Leliana just nodded and left it there, choosing instead to turn their attention back to the matter that had started the argument. Turning to look at the slowly approaching Bernard, she asked, “Why don’t we ask the captain what he wants to do?” Alistair immediately flushed as he realized they’d been talking about the man without asking his opinion on the matter and walked away from her. She stayed where she was standing, merely watching him stop and speak softly to the older man because she was only an interloper here.

Watching them gave her the answer before Alistair had even turned back, as Bernard was too far gone in agony to keep his voice down when he spoke, asking them to leave him and tie him up if they could. Was it her imagination or was there more of a growl to the man’s voice now? Or perhaps it was merely the pain making it so and not the curse burning in his veins.

Shaking her head, Leliana called out, “There was that room near the beginning of the ruins that still had a door. I believe I can find a way for us to secure it to keep both you inside and anything else out.” The captain merely nodded wearily in response and Alistair clapped the man gently on one shoulder before he moved to walk beside her again.

After a moment he murmured, “Thank you.”

Smiling, she said, “You have a very strange method of dealing with someone who was hunting you.”

Alistair shrugged. “You already said that you weren’t intending to harm either of us, which means that you definitely aren’t employed by someone that wants me dead.”

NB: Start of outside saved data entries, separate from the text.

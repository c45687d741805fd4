pub mod audio;
pub mod config;
pub mod engine;
pub mod notify;
pub mod paytable;
pub mod reel;
pub mod rng;
pub mod session;
pub mod symbols;
pub mod timing;

pub use crate::audio::{AudioSink, SilentAudio};
pub use crate::config::{MachineConfig, SPIN_COST, STARTING_BALANCE};
pub use crate::engine::{SlotMachine, SpinOutcome, SpinTicket};
pub use crate::notify::{ChannelNotifier, LogNotifier, Notifier};
pub use crate::paytable::{Paytable, Win};
pub use crate::reel::{Reel, ReelStop, CENTER_SLOT, REEL_COUNT, REEL_LEN};
pub use crate::rng::{EntropyRandom, RandomSource, ScriptedRandom, SeededRandom};
pub use crate::session::Session;
pub use crate::symbols::{Catalog, Symbol, Variant};
pub use crate::timing::{TimingConfig, TimingProfile};
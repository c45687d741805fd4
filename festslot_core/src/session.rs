use festslot_shared::{Phase, SessionView, SpinError, SpinResult};

use crate::{
    paytable::Win,
    reel::{Reel, ReelStop, REEL_COUNT},
};

/// In-memory state of one page view. Only the controller mutates it.
#[derive(Debug, Clone)]
pub struct Session {
    balance: u64,
    phase: Phase,
    reels: [Reel; REEL_COUNT],
    show_win: bool,
    win_amount: u64,
    spins: u64,
}

impl Session {
    pub fn new(balance: u64, reels: [Reel; REEL_COUNT]) -> Self {
        Self {
            balance,
            phase: Phase::Idle,
            reels,
            show_win: false,
            win_amount: 0,
            spins: 0,
        }
    }

    pub fn balance(&self) -> u64 {
        self.balance
    }

    pub fn phase(&self) -> Phase {
        self.phase
    }

    pub fn is_spinning(&self) -> bool {
        matches!(self.phase, Phase::Spinning | Phase::Settling)
    }

    pub fn reels(&self) -> &[Reel; REEL_COUNT] {
        &self.reels
    }

    /// Idle -> Spinning. Charges `cost` exactly once.
    pub fn begin_spin(&mut self, cost: u64) -> SpinResult<()> {
        if self.phase != Phase::Idle {
            return Err(SpinError::AlreadySpinning);
        }
        if self.balance < cost {
            return Err(SpinError::InsufficientCredits {
                balance: self.balance,
                cost,
            });
        }
        self.balance -= cost;
        self.show_win = false;
        self.phase = Phase::Spinning;
        self.spins += 1;
        for reel in self.reels.iter_mut() {
            reel.spinning = true;
        }
        Ok(())
    }

    /// Lands one reel. The first landing moves the cycle to Settling.
    pub fn commit_stop(&mut self, stop: &ReelStop) {
        if let Some(reel) = self.reels.get_mut(stop.reel) {
            reel.symbols = stop.symbols;
            reel.spinning = false;
        }
        if self.phase == Phase::Spinning {
            self.phase = Phase::Settling;
        }
    }

    /// Settling -> Evaluated, crediting the win if there is one.
    pub fn evaluate(&mut self, win: Option<Win>) {
        if let Some(win) = win {
            self.balance += win.payout;
            self.win_amount = win.payout;
            self.show_win = true;
        }
        self.phase = Phase::Evaluated;
    }

    pub fn finish(&mut self) {
        self.phase = Phase::Idle;
    }

    /// Drops a cycle that cannot be evaluated. Reels that never landed keep
    /// their previous symbols but stop spinning; the cost is not refunded.
    pub fn abort(&mut self) {
        for reel in self.reels.iter_mut() {
            reel.spinning = false;
        }
        self.show_win = false;
        self.phase = Phase::Idle;
    }

    pub fn add_credits(&mut self, amount: u64) {
        self.balance += amount;
    }

    pub fn view(&self) -> SessionView {
        SessionView {
            balance: self.balance,
            phase: self.phase,
            spinning: self.is_spinning(),
            reels: self.reels.iter().map(Reel::view).collect(),
            show_win: self.show_win,
            win_amount: self.win_amount,
            spins: self.spins,
        }
    }
}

“At least not immediately.”

“Point. Hmm, maybe I should rethink that thanks…” He flashed a grin at her while he mocked tapping his chin thoughtfully before adding, “Anyway, my point is, you didn’t have to help us. If you’d wanted to, once you got your weapons back and we were out of sight of the camp, you could have just taken off but you didn’t. That counts for something.”

He was correct in that assessment but she merely smiled and said, “If I am a bard, it is my task to keep an eye on you, yes? Why would I have disappeared once you knew I was there?”

Alistair just cocked his head to the side and replied, “Throw us off. Knowing he’s under watching eyes will keep a man more off balance, especially if there’s a possible threat on his head. Plus you could slip away a lot more easily if you needed to send a message to whoever employed you.”

Leliana pursed her lips at his assessment. “You’ve thought about this.”

He frowned and slowly nodded before saying, “Of course I’ve thought about it. Assuming you are a bard, which I’m pretty sure you are, it’s the sort of thing I should be assuming about you. Especially given the current political situation and the possibilities of who could be employing you.”

“But you think I’m at least somewhat trustworthy.”

“Like I said, you could have disappeared and you didn’t.”

Suddenly she could see a little bit of how he’d been described as naive. Honestly, Alistair was lucky that it was her that had come after him and not Marjolaine. Her mentor would certainly have used his trust against him. She, however, was not going to not only because most information she’d been given about him had been wrong but because of the feeling she’d had since leaving Denerim.

The feeling which told her she tread on a knife-edge and Marjolaine grasped the hilt, ready to turn the blade either direction.

Shaking herself, Leliana said quickly, “Now that we have a plan for the captain, let us discuss how we shall convince the Keeper to travel back with us.”

Alistair nodded solemnly and as they fell into conversation, she realized that over the past few days she’d failed in one of the main lessons she’d learned during her early days. She had begun to care about the fates of those she stalked and did not want to see them torn asunder by whatever plans her mentor had.

It made her a terrible bard but perhaps, just perhaps, it made her a better person.